We’ve found the trunk and pelvis area varies in different types of golfers. The male golfer tends to get what I call “sticky hips”, where he has poor association between the hips and pelvis. Frequently, his body moves in one piece so he can’t get the coil and control that’s required in the golf swing. It’s a bit like when small and large cogs in a watch are jammed. Effectively, you want free-flowing movement of different parts, which are working in unison to achieve more clubhead speed and power.
Instead of sticky hips, female golfers usually get a lot of sliding and swaying movement in their trunk and legs. They need to be aware of this because it affects their ability to stabilise their lower half during the golf swing.
So the aim of the last four exercises is to eliminate the remaining ‘roadblocks’ in the golfer’s body by trying to loosen them off. Those culprits are the side-trunk flexor, which is the quadratus lumborum, the lower-hip flexor, the ITB, and the piriformis. Along with the calf muscles, these act like governors on a car because they’re limiting good rotation and sequencing of the golf swing. It’s almost feels like you’re trying to move your body with handbrakes on.
To accentuate body positioning, I use spiky balls to put pressure on problem areas that get tight in golfers. This allows you to stretch the ‘agonists’ and feel the muscles you want to fire in the golf swing, while stimulating the underactive and inhibited ‘antagonists’. In theory, it should take less than 10 minutes to go through the nine superstretches.

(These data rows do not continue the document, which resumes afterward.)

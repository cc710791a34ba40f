//! Local filesystem storage implementation using OpenDAL.
//!
//! A root directory holds one subdirectory per bucket. Used for development
//! and tests; it goes through the same traits as the cloud backends.

use std::path::{Path, PathBuf};

use async_trait::async_trait;
use bytes::Bytes;
use chrono::{DateTime, Utc};
use futures::StreamExt;
use opendal::Operator;
use opendal::services::Fs;

use super::error::{BackendError, ConfigurationError};
use super::operator;
use super::traits::{BucketStore, ObjectStore};
use super::types::{BucketInfo, ObjectInfo, ObjectMetadata, SignedUrlRequest, StorageType};

/// Local filesystem object handle for one bucket directory.
pub struct LocalFsStore {
    bucket: String,
    bucket_path: PathBuf,
    operator: Operator,
}

impl LocalFsStore {
    pub(crate) fn new(root_path: &Path, bucket: &str) -> Result<Self, ConfigurationError> {
        let bucket_path = root_path.join(bucket);
        let root = bucket_path
            .to_str()
            .ok_or_else(|| ConfigurationError::InvalidParams("Invalid path encoding".to_string()))?;

        let builder = Fs::default().root(root);

        Ok(Self {
            bucket: bucket.to_string(),
            operator: operator::build_operator(builder)?,
            bucket_path,
        })
    }

    fn object_path(&self, key: &str) -> PathBuf {
        self.bucket_path.join(operator::normalize_key(key))
    }

    /// Head fields named like the GCS object resource.
    fn metadata_fields(metadata: &std::fs::Metadata) -> ObjectMetadata {
        let (created, updated) = file_times(metadata);
        let mut fields = ObjectMetadata::new();
        fields.insert("size", metadata.len().to_string());
        fields.insert_opt("timeCreated", created.map(|t| t.to_rfc3339()));
        fields.insert_opt("updated", updated.map(|t| t.to_rfc3339()));
        fields
    }

    async fn ensure_bucket(&self) -> Result<(), BackendError> {
        match async_fs::metadata(&self.bucket_path).await {
            Ok(metadata) if metadata.is_dir() => Ok(()),
            Ok(_) => Err(BackendError::NotFound {
                key: self.bucket.clone(),
            }),
            Err(err) if err.kind() == std::io::ErrorKind::NotFound => Err(BackendError::NotFound {
                key: self.bucket.clone(),
            }),
            Err(err) => Err(err.into()),
        }
    }

    async fn is_file(&self, key: &str) -> bool {
        async_fs::metadata(self.object_path(key))
            .await
            .is_ok_and(|metadata| metadata.is_file())
    }
}

/// Creation and update times of a file. Birth time falls back to mtime.
fn file_times(metadata: &std::fs::Metadata) -> (Option<DateTime<Utc>>, Option<DateTime<Utc>>) {
    let updated = metadata.modified().ok().map(DateTime::<Utc>::from);
    let created = metadata
        .created()
        .ok()
        .map(DateTime::<Utc>::from)
        .or(updated);
    (created, updated)
}

/// Set a freshly written file's mtime to its birth time, so an object that
/// was never rewritten reports the same creation and update time.
async fn align_new_file_times(path: PathBuf) -> Result<(), BackendError> {
    smol::unblock(move || {
        let file = std::fs::OpenOptions::new().write(true).open(&path)?;
        if let Ok(created) = file.metadata()?.created() {
            file.set_modified(created)?;
        }
        Ok::<_, std::io::Error>(())
    })
    .await?;
    Ok(())
}

#[async_trait]
impl ObjectStore for LocalFsStore {
    fn storage_type(&self) -> StorageType {
        StorageType::LocalFs
    }

    fn bucket(&self) -> &str {
        &self.bucket
    }

    async fn put(&self, key: &str, data: Bytes) -> Result<(), BackendError> {
        let existed = self.is_file(key).await;
        operator::put(&self.operator, key, data).await?;
        if !existed {
            align_new_file_times(self.object_path(key)).await?;
        }
        Ok(())
    }

    async fn put_file(&self, key: &str, local_path: &Path) -> Result<(), BackendError> {
        let existed = self.is_file(key).await;
        operator::put_file(&self.operator, key, local_path).await?;
        if !existed {
            align_new_file_times(self.object_path(key)).await?;
        }
        Ok(())
    }

    async fn get(&self, key: &str) -> Result<Bytes, BackendError> {
        operator::get(&self.operator, key).await
    }

    async fn head(&self, key: &str) -> Result<ObjectMetadata, BackendError> {
        let not_found = || BackendError::NotFound {
            key: operator::normalize_key(key).to_string(),
        };
        match async_fs::metadata(self.object_path(key)).await {
            Ok(metadata) if metadata.is_file() => Ok(Self::metadata_fields(&metadata)),
            Ok(_) => Err(not_found()),
            Err(err) if err.kind() == std::io::ErrorKind::NotFound => Err(not_found()),
            Err(err) => Err(err.into()),
        }
    }

    async fn list(&self, prefix: &str) -> Result<Vec<ObjectInfo>, BackendError> {
        // The Fs lister reports a missing directory as empty.
        self.ensure_bucket().await?;

        let keys = operator::list_enclosing_dir(&self.operator, prefix).await?;
        let mut objects = Vec::with_capacity(keys.len());
        for key in keys {
            // The lister carries no size or timestamps.
            let metadata = match async_fs::metadata(self.object_path(&key)).await {
                Ok(metadata) => metadata,
                Err(err) if err.kind() == std::io::ErrorKind::NotFound => continue,
                Err(err) => return Err(err.into()),
            };
            let (created, updated) = file_times(&metadata);
            objects.push(ObjectInfo {
                size: Some(metadata.len()),
                created,
                updated,
                ..ObjectInfo::new(key)
            });
        }

        // Directory iteration order is arbitrary; keep listings stable.
        objects.sort_by(|a, b| a.key.cmp(&b.key));
        Ok(objects)
    }

    async fn delete(&self, key: &str) -> Result<(), BackendError> {
        operator::delete(&self.operator, key).await
    }

    async fn presign(&self, request: &SignedUrlRequest) -> Result<String, BackendError> {
        // Local files need no signature; hand back a file:// URL instead.
        if request.expiry.is_zero() {
            return Err(BackendError::InvalidArgument(
                "signed URL expiry must be greater than zero".to_string(),
            ));
        }
        Ok(format!("file://{}", self.object_path(&request.key).display()))
    }

    fn object_uri(&self, key: &str) -> String {
        format!(
            "file://{}/{}",
            self.bucket_path.display(),
            operator::normalize_key(key)
        )
    }
}

/// Bucket handle over the root directory: each subdirectory is a bucket.
pub struct DirectoryBuckets {
    root_path: PathBuf,
}

impl DirectoryBuckets {
    pub(crate) fn new(root_path: &Path) -> Self {
        Self {
            root_path: root_path.to_path_buf(),
        }
    }
}

#[async_trait]
impl BucketStore for DirectoryBuckets {
    async fn list_buckets(&self) -> Result<Vec<BucketInfo>, BackendError> {
        let mut entries = match async_fs::read_dir(&self.root_path).await {
            Ok(entries) => entries,
            Err(err) if err.kind() == std::io::ErrorKind::NotFound => return Ok(Vec::new()),
            Err(err) => return Err(err.into()),
        };

        let mut buckets = Vec::new();
        while let Some(entry) = entries.next().await {
            let entry = entry?;
            let metadata = entry.metadata().await?;
            if !metadata.is_dir() {
                continue;
            }
            // Birth time is not available on every filesystem.
            let created = metadata
                .created()
                .or_else(|_| metadata.modified())
                .ok()
                .map(DateTime::<Utc>::from);
            buckets.push(BucketInfo {
                name: entry.file_name().to_string_lossy().into_owned(),
                created,
            });
        }

        buckets.sort_by(|a, b| a.name.cmp(&b.name));
        Ok(buckets)
    }

    async fn create_bucket(&self, name: &str) -> Result<(), BackendError> {
        async_fs::create_dir_all(self.root_path.join(name)).await?;
        Ok(())
    }

    async fn delete_bucket(&self, name: &str) -> Result<(), BackendError> {
        // Nested keys leave empty directories behind; they go with the bucket.
        async_fs::remove_dir_all(self.root_path.join(name)).await?;
        Ok(())
    }
}

#[cfg(test)]
mod tests {
    use super::*;

    #[test]
    fn test_object_uri() {
        let dir = tempfile::tempdir().unwrap();
        let store = LocalFsStore::new(dir.path(), "assets").unwrap();

        assert_eq!(
            store.object_uri("/subdir/file.txt"),
            format!("file://{}/assets/subdir/file.txt", dir.path().display())
        );
    }

    #[tokio::test]
    async fn test_put_get_list_delete() {
        let dir = tempfile::tempdir().unwrap();
        let store = LocalFsStore::new(dir.path(), "assets").unwrap();

        store.put("b/two.txt", Bytes::from_static(b"2")).await.unwrap();
        store.put("a/one.txt", Bytes::from_static(b"1")).await.unwrap();
        store.put("a/other.txt", Bytes::from_static(b"3")).await.unwrap();

        let keys: Vec<String> = store
            .list("")
            .await
            .unwrap()
            .into_iter()
            .map(|o| o.key)
            .collect();
        assert_eq!(keys, vec!["a/one.txt", "a/other.txt", "b/two.txt"]);

        let keys: Vec<String> = store
            .list("a/on")
            .await
            .unwrap()
            .into_iter()
            .map(|o| o.key)
            .collect();
        assert_eq!(keys, vec!["a/one.txt"]);

        assert_eq!(store.get("a/one.txt").await.unwrap(), Bytes::from_static(b"1"));

        let head = store.head("b/two.txt").await.unwrap();
        assert_eq!(head.get("size"), Some("1"));
        assert!(head.contains("updated"));
        assert!(head.contains("timeCreated"));

        let listed = store.list("b/").await.unwrap();
        assert_eq!(listed[0].size, Some(1));
        assert!(listed[0].created.is_some());
        assert!(listed[0].updated.is_some());
        assert!(store.head("b").await.unwrap_err().is_not_found());

        store.delete("a/one.txt").await.unwrap();
        assert!(store.get("a/one.txt").await.unwrap_err().is_not_found());
        assert!(store.head("a/one.txt").await.unwrap_err().is_not_found());
    }

    #[tokio::test]
    async fn test_rewrite_keeps_creation_time() {
        let dir = tempfile::tempdir().unwrap();
        let store = LocalFsStore::new(dir.path(), "assets").unwrap();

        store.put("day.json", Bytes::from_static(b"v1")).await.unwrap();
        let first = store.head("day.json").await.unwrap();
        assert_eq!(first.get("timeCreated"), first.get("updated"));

        smol::Timer::after(std::time::Duration::from_millis(20)).await;
        store.put("day.json", Bytes::from_static(b"v2-longer")).await.unwrap();
        let second = store.head("day.json").await.unwrap();
        assert_eq!(second.get("size"), Some("9"));
        assert_ne!(second.get("updated"), first.get("updated"));

        // Without birth times the creation time tracks mtime.
        let birth_supported = std::fs::metadata(dir.path().join("assets/day.json"))
            .unwrap()
            .created()
            .is_ok();
        if birth_supported {
            assert_eq!(second.get("timeCreated"), first.get("timeCreated"));
        }
    }

    #[tokio::test]
    async fn test_list_missing_bucket_is_not_found() {
        let dir = tempfile::tempdir().unwrap();
        let store = LocalFsStore::new(dir.path(), "assets").unwrap();
        store.put("a.txt", Bytes::from_static(b"1")).await.unwrap();
        assert!(store.list("missing/").await.unwrap().is_empty());

        std::fs::remove_dir_all(dir.path().join("assets")).unwrap();
        let err = store.list("").await.unwrap_err();
        assert!(err.is_not_found());
        assert!(store.list("a").await.unwrap_err().is_not_found());
    }

    #[tokio::test]
    async fn test_put_file_creates_object() {
        let dir = tempfile::tempdir().unwrap();
        let source = dir.path().join("notes.txt");
        std::fs::write(&source, b"hello").unwrap();
        let store = LocalFsStore::new(&dir.path().join("buckets"), "assets").unwrap();

        store.put_file("docs/notes.txt", &source).await.unwrap();
        assert_eq!(store.get("docs/notes.txt").await.unwrap(), Bytes::from_static(b"hello"));

        let head = store.head("docs/notes.txt").await.unwrap();
        assert_eq!(head.get("timeCreated"), head.get("updated"));
    }

    #[tokio::test]
    async fn test_presign_returns_file_url() {
        let dir = tempfile::tempdir().unwrap();
        let store = LocalFsStore::new(dir.path(), "assets").unwrap();

        let url = store
            .presign(&SignedUrlRequest::new("/docs/readme.md"))
            .await
            .unwrap();
        assert!(url.starts_with("file://"));
        assert!(url.ends_with("assets/docs/readme.md"));

        let zero = SignedUrlRequest::new("docs/readme.md").expires_in_secs(0);
        assert!(store.presign(&zero).await.is_err());
    }

    #[tokio::test]
    async fn test_directory_buckets() {
        let dir = tempfile::tempdir().unwrap();
        let buckets = DirectoryBuckets::new(dir.path());

        buckets.create_bucket("beta").await.unwrap();
        buckets.create_bucket("alpha").await.unwrap();
        std::fs::write(dir.path().join("stray.txt"), b"not a bucket").unwrap();

        let listed = buckets.list_buckets().await.unwrap();
        let names: Vec<&str> = listed.iter().map(|b| b.name.as_str()).collect();
        assert_eq!(names, vec!["alpha", "beta"]);
        assert!(listed.iter().all(|b| b.created.is_some()));

        buckets.delete_bucket("alpha").await.unwrap();
        let names: Vec<String> = buckets
            .list_buckets()
            .await
            .unwrap()
            .into_iter()
            .map(|b| b.name)
            .collect();
        assert_eq!(names, vec!["beta"]);

        let missing = DirectoryBuckets::new(&dir.path().join("nope"));
        assert!(missing.list_buckets().await.unwrap().is_empty());
    }
}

It’s a common physiological principal that if you release one part of the body you’ll get flow-on effects. For instance, I’ve worked in hospitals with people that have suffered brain damage from strokes or head injuries. If you treat the central points in the body first, by the time you get to the hands there will be a lot less tightness and a reduction of spasms. My superstretches for golf are similar in principle. The emphasis is to release central muscle areas before you stretch the peripheral muscles, such as the calves and hamstrings.
I challenge you to stretch your calves and hamstrings to feel how tight they are initially. Next morning, go through the process of my nine superstretches and you’ll feel it’s a lot easier to stretch those peripheral muscles. That’s because of the irradiation and flow-on factor from warming up the body centrally. Compared to your usual stretching routine, I guarantee your arms and calves will feel looser. Secondly, it will give you a lot more ‘liquidity’ in your golf swing.
The benefit from going through the process of superstretches is enhanced flexibility and mobility. Plus, it takes pressure off the joints, which get more freedom of movement. You’ll start to get more awareness once you ‘release’ those culprits that limit rotation and sequencing. You’ll certainly get an added benefit of feeling the key muscles you want to fire in the golf swing, which are the ‘golf Christmas tree’ muscles (that I’ve referred to in past articles).